How do i calculate how many shelves and the spacing measurments. 
IE if I have a cupboard say 7ft high and I want 6 shelves (or any amount)
how do I calculate the spaces. hope I made myself clear ????????  
thanks   
john amcklin

----------


## Ashore

Why Do I get the feeling your fishing  :Rolleyes: 
Take the total thickness of the shelves and subtract this from the inside measurment of the cupboard
Divide the remaning space by the number of shelves and this gives you the distance between shelves for equally spaced shelves 
ie.. if shelves are 2' thick each then total thickness is 6 x 2" = 1'
7' - 1' = 6'
6' (divided by No of shelves) 6 =1'
bottom of first shelf is 1' from the bottom of the cupboard the bottom of the next shelf is 1' from the top of the first shelf etc etc :Biggrin:

----------


## Sybarite

I may be putting my foot in it here, but don't you have to add one more space than the number of shelves? 
i.e. 600mm internal, 2 x 16mm Shelves. 
(600 - 32) x 1/3 = 189.333* between base, first shelf, second shelf and top. 
Completely prepared to reatract this if wrong... 
Cheers, 
Earl

----------


## arms

quite correct ,there are alway 1 more space than the number of shelves in a cabinet 
,6 shelves equals 7 spaces

----------


## echnidna

Assuming the top of the cupboard is the same thickness as the bottom shelf you must include it with the shelves.  
So for a 6 shelf cupboard 
deduct the total thickness of 7 shelves from the total height and divide that by 6

----------


## BobL

John, are you pretty certain you know what you are going  to store on the shelves?
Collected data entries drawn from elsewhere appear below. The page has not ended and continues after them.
//! Train [`Agent`].
mod config;
mod sampler;
use crate::{
    record::{
        AggregateRecorder, Record,
        RecordValue::{DateTime, Scalar},
    },
    replay_buffer::Transition,
    Agent, Env, ExperienceBufferBase, ReplayBufferBase,
};
use anyhow::Result;
use chrono::Local;
pub use config::TrainerConfig;
use log::info;
pub use sampler::Sampler;

/// Outcome of a single episode.
#[derive(Clone, Debug, PartialEq)]
pub struct EpisodeStats {
    /// Sum of rewards.
    pub total_reward: f32,

    /// The number of environment steps.
    pub n_steps: usize,

    /// The episode ended by reaching the goal.
    pub is_success: bool,
}

/// What happened in [`Trainer::train`].
#[derive(Clone, Debug, Default, PartialEq)]
pub struct TrainSummary {
    /// The number of environment steps.
    pub frames: usize,

    /// Total reward of every episode, in order.
    pub episode_rewards: Vec<f32>,

    /// Length of every episode, in order.
    pub episode_lengths: Vec<usize>,

    /// Loss of every optimization step, in order.
    pub losses: Vec<f32>,

    /// The number of episodes ending at the goal.
    pub n_successes: usize,
}

fn mean(vs: &[f32]) -> Option<f32> {
    if vs.is_empty() {
        None
    } else {
        Some(vs.iter().sum::<f32>() / vs.len() as f32)
    }
}

impl TrainSummary {
    /// The number of episodes.
    pub fn n_episodes(&self) -> usize {
        self.episode_rewards.len()
    }

    /// Mean total reward of the latest `window` episodes.
    pub fn mean_reward(&self, window: usize) -> Option<f32> {
        let n = self.episode_rewards.len();
        mean(&self.episode_rewards[n.saturating_sub(window)..])
    }

    /// Mean loss over all optimization steps.
    pub fn mean_loss(&self) -> Option<f32> {
        mean(&self.losses)
    }

    fn push(&mut self, episode: &EpisodeStats) {
        self.frames += episode.n_steps;
        self.episode_rewards.push(episode.total_reward);
        self.episode_lengths.push(episode.n_steps);
        if episode.is_success {
            self.n_successes += 1;
        }
    }
}

#[cfg_attr(doc, aquamarine::aquamarine)]
/// Manages the training loop.
///
/// # Training loop
///
/// 1. Reset the environment, drawing a new state and goal.
/// 2. Repeat until the episode ends: sample an action with the agent, step the
///    environment, push the transition `(s_t, a_t, r_t, s_t+1, done_t, g)` into
///    the replay buffer.
/// 3. Do one optimization step of the agent. The agent skips it while the
///    buffer holds fewer transitions than its batch size.
/// 4. Store a record of the episode. Every `record_interval` episodes, log the
///    mean reward of the latest `reward_window` episodes and the mean loss,
///    and flush the recorder.
/// 5. Back to 1 while the frame budget (and the episode limit, if any) is
///    not exhausted.
///
/// # Interaction of objects
///
/// ```mermaid
/// graph LR
///     A[Agent]-->|action|B[Env]
///     B -->|Step|C[Sampler]
///     C -->|GoalObs|A
///     C -->|Transition|D[ReplayBuffer]
///     D -->|TransitionBatch|A
/// ```
pub struct Trainer {
    max_frames: usize,
    max_episodes: Option<usize>,
    record_interval: usize,
    reward_window: usize,
}

impl Trainer {
    /// Constructs a trainer.
    pub fn build(config: TrainerConfig) -> Result<Self> {
        config.validate()?;
        Ok(Self {
            max_frames: config.max_frames,
            max_episodes: config.max_episodes,
            record_interval: config.record_interval,
            reward_window: config.reward_window,
        })
    }

    fn is_finished(&self, summary: &TrainSummary) -> bool {
        summary.frames >= self.max_frames
            || self
                .max_episodes
                .map_or(false, |max| summary.n_episodes() >= max)
    }

    /// Runs a whole episode, pushing every transition into `buffer`.
    ///
    /// No optimization step is performed.
    pub fn run_episode<E, A, R>(
        sampler: &mut Sampler<E>,
        agent: &mut A,
        buffer: &mut R,
    ) -> Result<EpisodeStats>
    where
        E: Env,
        A: Agent<R>,
        R: ExperienceBufferBase<Item = Transition> + ReplayBufferBase,
    {
        sampler.reset()?;
        let mut stats = EpisodeStats {
            total_reward: 0.0,
            n_steps: 0,
            is_success: false,
        };

        loop {
            let step = sampler.sample_and_push(agent, buffer)?;
            stats.total_reward += step.reward;
            stats.n_steps += 1;
            if step.is_done() {
                stats.is_success = step.is_terminated;
                return Ok(stats);
            }
        }
    }

    /// Train the agent.
    ///
    /// Returns per-episode rewards and per-update losses.
    pub fn train<E, A, R>(
        &mut self,
        env: E,
        agent: &mut A,
        buffer: &mut R,
        recorder: &mut dyn AggregateRecorder,
    ) -> Result<TrainSummary>
    where
        E: Env,
        A: Agent<R>,
        R: ExperienceBufferBase<Item = Transition> + ReplayBufferBase,
    {
        let mut sampler = Sampler::new(env);
        let mut summary = TrainSummary::default();
        agent.train();

        while !self.is_finished(&summary) {
            let episode = Self::run_episode(&mut sampler, agent, buffer)?;
            summary.push(&episode);

            let mut record = Record::from_slice(&[
                ("episode_reward", Scalar(episode.total_reward)),
                ("episode_steps", Scalar(episode.n_steps as f32)),
            ]);
            if let Some(record_agent) = agent.opt(buffer)? {
                summary.losses.push(record_agent.get_scalar("loss")?);
                record = record.merge(record_agent);
            }

            let n_episodes = summary.n_episodes();
            let is_report = n_episodes % self.record_interval == 0;
            if is_report {
                record.insert("datetime", DateTime(Local::now()));
            }
            recorder.store(record);

            if is_report {
                info!(
                    "episodes: {}, frames: {}, mean reward (last {}): {:.3}, mean loss: {:.5}",
                    n_episodes,
                    summary.frames,
                    self.reward_window,
                    summary.mean_reward(self.reward_window).unwrap_or(f32::NAN),
                    summary.mean_loss().unwrap_or(f32::NAN),
                );
                recorder.flush(n_episodes as i64);
            }
        }

        Ok(summary)
    }
}

#[cfg(test)]
mod tests {
    use super::*;

    #[test]
    fn test_mean_reward_uses_latest_window() {
        let summary = TrainSummary {
            episode_rewards: vec![-10.0, -4.0, -2.0, 0.0],
            ..TrainSummary::default()
        };
        assert_eq!(summary.mean_reward(2), Some(-1.0));
        assert_eq!(summary.mean_reward(100), Some(-4.0));
        assert_eq!(TrainSummary::default().mean_reward(10), None);
        assert_eq!(TrainSummary::default().mean_loss(), None);
    }

    #[test]
    fn test_build_rejects_zero_record_interval() {
        assert!(Trainer::build(TrainerConfig::default().record_interval(0)).is_err());
    }
}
If not and even so whatever spacing you use will eventually not suit. Consider making the middle shelf only as a fixed shelf and use an adjustable shelving system. 
Cheers

----------


## Ashore

> Why Do I get the feeling your fishing 
> Take the total thickness of the shelves and subtract this from the inside measurment of the cupboard
> Divide the remaning space by the number of shelves and this gives you the distance between shelves for equally spaced shelves 
> ie.. if shelves are 2' thick each then total thickness is 6 x 2" = 1'
> 7' - 1' = 6'
> 6' (divided by No of shelves) 6 =1'
> bottom of first shelf is 1' from the bottom of the cupboard the bottom of the next shelf is 1' from the top of the first shelf etc etc

  opps  :Doh: 
divide remaining space by no of shelves plus 1 :Doh:

----------


## arms

> Assuming the top of the cupboard is the same thickness as the bottom shelf you must include it with the shelves.  
> So for a 6 shelf cupboard 
> deduct the total thickness of 7 shelves from the total height and divide that by 6

  
wrong

----------